IT teams looking to build big data architectures have an abundance of technology choices they can mix and match to meet their data processing and analytics needs. But there’s a downside to all that: Putting the required pieces together is a daunting task.
Finding and deploying the right big data technologies within the expanding Hadoop ecosystem is a lengthy process frequently measured in years, unless corporate executives throw ample amounts of money and resources at projects to speed them up. Missteps are common, and one company’s architectural blueprint won’t necessarily translate to other organizations, even in the same industry.
“I tell people that it’s not something you can order from Amazon or get from the Apple Store,” said Bryan Lari, director of institutional analytics at the University of Texas MD Anderson Cancer Center in Houston. Fully constructing a big data architecture, he added, “is complex, and it’s a journey. It’s not something we’re going to implement in six months or a year.” Nor is there an easy-to-apply technology formula to follow. “Depending on the use case or user, there are different tools that do what we need to do,” Lari said.
MD Anderson’s big data environment is centered on a Hadoop cluster that went into production use in March, initially to process vital-signs data collected from monitoring devices in patients’ rooms. But the data lake platform also includes HBase; Hadoop’s companion NoSQL database; the Hive SQL-on-Hadoop software; and various other Apache open source technologies such as Pig, Sqoop, Oozie and Zookeeper. In addition, the cancer treatment and research organization has deployed an Oracle data warehouse as a downstream repository to support analytics and reporting applications, plus IBM’s Watson cognitive computing system to provide natural language processing and machine learning capabilities. New data visualization, governance and security tools are due to be added in the future, too.
The IT team at MD Anderson began working with Hadoop in early 2015. To demo some potential applications and learn about the technology, the center first built a pilot cluster using the base Apache Hadoop software; later, it brought in the Hortonworks distribution of Hadoop for the production deployment.

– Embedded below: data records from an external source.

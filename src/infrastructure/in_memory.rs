use crate::domain::address::Address;
use crate::domain::event::EventRecord;
use crate::domain::ledger::{Ledger, RequestRecord};
use crate::domain::ports::{LedgerStore, StoreOp};
use crate::error::Result;
use async_trait::async_trait;
use std::collections::HashMap;
use std::sync::Arc;
use tokio::sync::RwLock;

#[derive(Default)]
struct LedgerState {
    ledger: Option<Ledger>,
    requests: HashMap<Address, RequestRecord>,
    events: Vec<EventRecord>,
}

/// A thread-safe in-memory store for the ledger, its request records, and
/// its event log.
///
/// Everything lives behind a single lock, so a `write` batch is applied as one
/// unit.
#[derive(Default, Clone)]
pub struct InMemoryLedgerStore {
    state: Arc<RwLock<LedgerState>>,
}

impl InMemoryLedgerStore {
    /// Creates a new, empty in-memory ledger store.
    pub fn new() -> Self {
        Self::default()
    }
}

#[async_trait]
impl LedgerStore for InMemoryLedgerStore {
    async fn get_ledger(&self) -> Result<Option<Ledger>> {
        let state = self.state.read().await;
        Ok(state.ledger.clone())
    }

    async fn get_request(&self, requester: &Address) -> Result<Option<RequestRecord>> {
        let state = self.state.read().await;
        Ok(state.requests.get(requester).copied())
    }

    async fn all_requests(&self) -> Result<Vec<RequestRecord>> {
        let state = self.state.read().await;
        let mut records: Vec<RequestRecord> = state.requests.values().copied().collect();
        records.sort_by_key(|r| r.requester);
        Ok(records)
    }

    async fn events(&self) -> Result<Vec<EventRecord>> {
        let state = self.state.read().await;
        Ok(state.events.clone())
    }

    async fn event_count(&self) -> Result<u64> {
        let state = self.state.read().await;
        Ok(state.events.len() as u64)
    }

    async fn write(&self, batch: Vec<StoreOp>) -> Result<()> {
        let mut state = self.state.write().await;
        for op in batch {
            match op {
                StoreOp::PutLedger(ledger) => state.ledger = Some(ledger),
                StoreOp::PutRequest(record) => {
                    state.requests.insert(record.requester, record);
                }
                StoreOp::DeleteRequest(requester) => {
                    state.requests.remove(&requester);
                }
                StoreOp::AppendEvent(record) => state.events.push(record),
                StoreOp::DeleteEvent(seq) => state.events.retain(|e| e.seq != seq),
            }
        }
        Ok(())
    }
}

#[cfg(test)]
mod tests {
    use super::*;
    use crate::domain::event::LedgerEvent;
    use crate::domain::value::{Timestamp, Wei};

    fn addr(byte: u8) -> Address {
        Address::new([byte; 20])
    }

    #[tokio::test]
    async fn test_in_memory_ledger_store() {
        let store = InMemoryLedgerStore::new();
        assert!(store.get_ledger().await.unwrap().is_none());

        let ledger = Ledger::new(addr(1), Wei::new(10), Wei::new(100));
        store
            .write(vec![StoreOp::PutLedger(ledger.clone())])
            .await
            .unwrap();
        assert_eq!(store.get_ledger().await.unwrap(), Some(ledger));
    }

    #[tokio::test]
    async fn test_in_memory_write_batch() {
        let store = InMemoryLedgerStore::new();
        let mut ledger = Ledger::new(addr(1), Wei::new(10), Wei::new(100));
        ledger.pool_balance = Wei::new(90);
        let record = RequestRecord {
            requester: addr(2),
            last_request_at: Timestamp::new(500),
        };
        let event = EventRecord {
            seq: 0,
            at: Timestamp::new(500),
            caller: addr(2),
            event: LedgerEvent::NextPossibleRequest(Timestamp::new(560)),
        };

        store
            .write(vec![
                StoreOp::PutLedger(ledger.clone()),
                StoreOp::PutRequest(record),
                StoreOp::AppendEvent(event.clone()),
            ])
            .await
            .unwrap();

        assert_eq!(store.get_ledger().await.unwrap(), Some(ledger));
        assert_eq!(store.get_request(&addr(2)).await.unwrap(), Some(record));
        assert!(store.get_request(&addr(3)).await.unwrap().is_none());
        assert_eq!(store.all_requests().await.unwrap(), vec![record]);
        assert_eq!(store.event_count().await.unwrap(), 1);
        assert_eq!(store.events().await.unwrap(), vec![event]);
    }

    #[tokio::test]
    async fn test_in_memory_deletes() {
        let store = InMemoryLedgerStore::new();
        let record = RequestRecord {
            requester: addr(2),
            last_request_at: Timestamp::new(500),
        };
        let event = EventRecord {
            seq: 0,
            at: Timestamp::new(1),
            caller: addr(1),
            event: LedgerEvent::FundFaucet(Wei::new(5)),
        };
        store
            .write(vec![
                StoreOp::PutRequest(record),
                StoreOp::AppendEvent(event),
            ])
            .await
            .unwrap();

        store
            .write(vec![
                StoreOp::DeleteRequest(addr(2)),
                StoreOp::DeleteEvent(0),
            ])
            .await
            .unwrap();
        assert!(store.all_requests().await.unwrap().is_empty());
        assert_eq!(store.event_count().await.unwrap(), 0);
    }
}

Vamshi Punugoti, associate director of research information systems at MD Anderson, said the experience gained in the pilot project should also help make it easier to cope with modifications to the architecture that likely will be needed as new big data tools emerge to augment or replace existing ones. “It’s a continually evolving field, and even the data we’re collecting is constantly changing,” Punugoti said. “It would be naïve to assume we have it all covered.”
A platform engineering team at ride-sharing company Uber similarly spent about 12 months building a multifaceted big data architecture, but with even more technology components, and in more of a hurry-up mode. Vinoth Chandar, a senior software engineer on Uber’s Hadoop team, said the San Francisco-based company’s existing systems couldn’t keep up with the volumes of data that its fast-growing business operations were generating. As a result, much of the data couldn’t be analyzed in a timely manner — a big problem because Uber’s business “is inherently real time” in nature, Chandar said. To enable operations managers to become more data-driven, Chandar and his colleagues set up a Hadoop data lake environment that also includes HBase, Hive, the Spark processing engine, the Kafka message queueing system and a mix of other technologies. Some of the technologies are homegrown, for example, a data ingestion tool called Streamific. With the architecture in place, Uber is “catching up to the state of the art on big data and analytics,” Chandar said. But it wasn’t easy getting there. “To pull it all together, I can say that 10 people didn’t sleep for a year,” he added half-jokingly.